Human ESCs were successfully grown in the laboratory for the first time in 1998 (Thompson et al., 1998). Under appropriate culture conditions, ESCs have demonstrated a remarkable ability to self-renew continuously, that is, to produce more cells like themselves that are multipotent. As indicated at the workshop by Thomas Okarma and Ron McKay, ESC lines established from single cells have been demonstrated to proliferate through 300-400 population-doubling cycles. Human ESCs that have been propagated for more than 2 years also demonstrate a stable and normal complement of chromosomes, in contrast to the unstable and abnormal complement of embryonic cancer cell lines used in the past to study early stages of embryonic development. Careful monitoring of the aging ESC lines will be needed to evaluate the significance of genetic changes that are expected to occur over time.

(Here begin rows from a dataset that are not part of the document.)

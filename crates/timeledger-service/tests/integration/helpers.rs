#![allow(clippy::expect_used, dead_code)]
//! Fixtures shared by the service tests.
//!
//! Every fixture seeds center 1 with offering 10 (default room 4) and runs
//! the service with a UTC default zone and the standard 400-day cap.

use std::sync::Arc;

use chrono::{NaiveDate, NaiveTime, Weekday};
use tokio_util::sync::CancellationToken;

use timeledger_calendar::expand::{Expansion, ExpansionWindow};
use timeledger_calendar::model::{
    Center, CenterHoliday, ExceptionKind, ExceptionStatus, Offering, ScheduleException,
    ScheduleRule,
};
use timeledger_calendar::store::ScheduleStore;
use timeledger_calendar::value::{CenterSettings, DateRange};
use timeledger_core::config::ScheduleConfig;
use timeledger_core::types::{CenterId, ExceptionId, OfferingId, RuleId};
use timeledger_db::admin::ScheduleAdmin;
use timeledger_db::memory::MemoryScheduleStore;
use timeledger_service::admin::AdminService;
use timeledger_service::error::ServiceResult;
use timeledger_service::schedule::ScheduleService;

pub const CENTER: CenterId = 1;
pub const OFFERING: OfferingId = 10;
pub const DEFAULT_ROOM: u64 = 4;

pub fn d(y: i32, m: u32, day: u32) -> NaiveDate {
    NaiveDate::from_ymd_opt(y, m, day).expect("valid date")
}

pub fn t(h: u32, m: u32) -> NaiveTime {
    NaiveTime::from_hms_opt(h, m, 0).expect("valid time")
}

pub fn window(from: NaiveDate, to: NaiveDate) -> ExpansionWindow {
    ExpansionWindow::new(from, to).expect("valid window")
}

pub fn january() -> ExpansionWindow {
    window(d(2026, 1, 1), d(2026, 1, 31))
}

pub fn center(id: CenterId, timezone: &str) -> Center {
    Center {
        id,
        name: format!("center {id}"),
        timezone: timezone.to_string(),
        settings: CenterSettings::default(),
    }
}

pub fn offering(id: OfferingId, center_id: CenterId) -> Offering {
    Offering {
        id,
        center_id,
        name: format!("offering {id}"),
        default_room_id: Some(DEFAULT_ROOM),
    }
}

pub fn rule(
    id: RuleId,
    weekday: Weekday,
    start: NaiveTime,
    end: NaiveTime,
    range: DateRange,
) -> ScheduleRule {
    ScheduleRule {
        id,
        center_id: CENTER,
        offering_id: OFFERING,
        weekday,
        start_time: start,
        end_time: end,
        room_id: 5,
        teacher_id: Some(8),
        effective_range: range,
        lock_at: None,
    }
}

/// Monday 10:00-11:00 for all of January 2026.
pub fn january_mondays(id: RuleId) -> ScheduleRule {
    rule(
        id,
        Weekday::Mon,
        t(10, 0),
        t(11, 0),
        DateRange::bounded(d(2026, 1, 1), d(2026, 1, 31)),
    )
}

pub fn exception(
    id: ExceptionId,
    rule_id: Option<RuleId>,
    kind: ExceptionKind,
    date: NaiveDate,
) -> ScheduleException {
    ScheduleException {
        id,
        center_id: CENTER,
        rule_id,
        offering_id: OFFERING,
        date,
        kind,
        status: ExceptionStatus::Approved,
        start_time: None,
        end_time: None,
        room_id: None,
        teacher_id: None,
        reason: String::new(),
        recurrence: None,
    }
}

pub fn holiday(date: NaiveDate, name: &str) -> CenterHoliday {
    CenterHoliday {
        id: 0,
        center_id: CENTER,
        date,
        name: name.to_string(),
    }
}

pub struct Fixture {
    pub store: Arc<MemoryScheduleStore>,
    pub service: ScheduleService,
    pub admin: AdminService,
}

impl Fixture {
    pub async fn expand(&self, window: ExpansionWindow) -> ServiceResult<Expansion> {
        self.service
            .expand(CENTER, window, &CancellationToken::new())
            .await
    }
}

pub fn admin_over(store: Arc<dyn ScheduleAdmin>) -> AdminService {
    AdminService::new(store, &ScheduleConfig::default()).expect("valid config")
}

pub fn service_over(store: Arc<dyn ScheduleStore>) -> ScheduleService {
    ScheduleService::new(store, &ScheduleConfig::default()).expect("valid config")
}

/// Seeds center 1 in `timezone` with the given schedule data.
pub async fn fixture_in(
    timezone: &str,
    rules: Vec<ScheduleRule>,
    exceptions: Vec<ScheduleException>,
    holidays: Vec<CenterHoliday>,
) -> Fixture {
    let store = Arc::new(MemoryScheduleStore::new());
    store
        .seed(
            vec![center(CENTER, timezone)],
            vec![offering(OFFERING, CENTER)],
            rules,
            exceptions,
            holidays,
        )
        .await
        .expect("seeded");

    Fixture {
        service: service_over(store.clone()),
        admin: admin_over(store.clone()),
        store,
    }
}

pub async fn fixture(
    rules: Vec<ScheduleRule>,
    exceptions: Vec<ScheduleException>,
    holidays: Vec<CenterHoliday>,
) -> Fixture {
    fixture_in("UTC", rules, exceptions, holidays).await
}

Because human ESCs have only recently become available for research, most of what is known about ESCs comes from studies in the mouse, which, as noted in Chapter 2, cannot be presumed to provide definitive evidence of the capabilities of human cells.

Nevertheless, ESCs derived from mouse blastocysts have been studied for 2 decades and provide a critical baseline of knowledge about the biology and cultivation of these cells (Torres, 1998; Wobus and Boheler, 1999). The factors that permit the mouse ESC to continue replicating in the laboratory without differentiation and methods to trigger differentiation into different cell types that exhibit normal function have been actively explored. Among the types of cells derived from cultured mouse ESCs are fat cells, various brain and nervous system cells, insulin-producing cells of the pancreas, bone cells, hematopoietic cells, yolk sac, endothelial cells, primitive endodermal cells, and smooth and striated muscle cells, including cardiomyocytesheart muscle cells (Odorico et al., 2001).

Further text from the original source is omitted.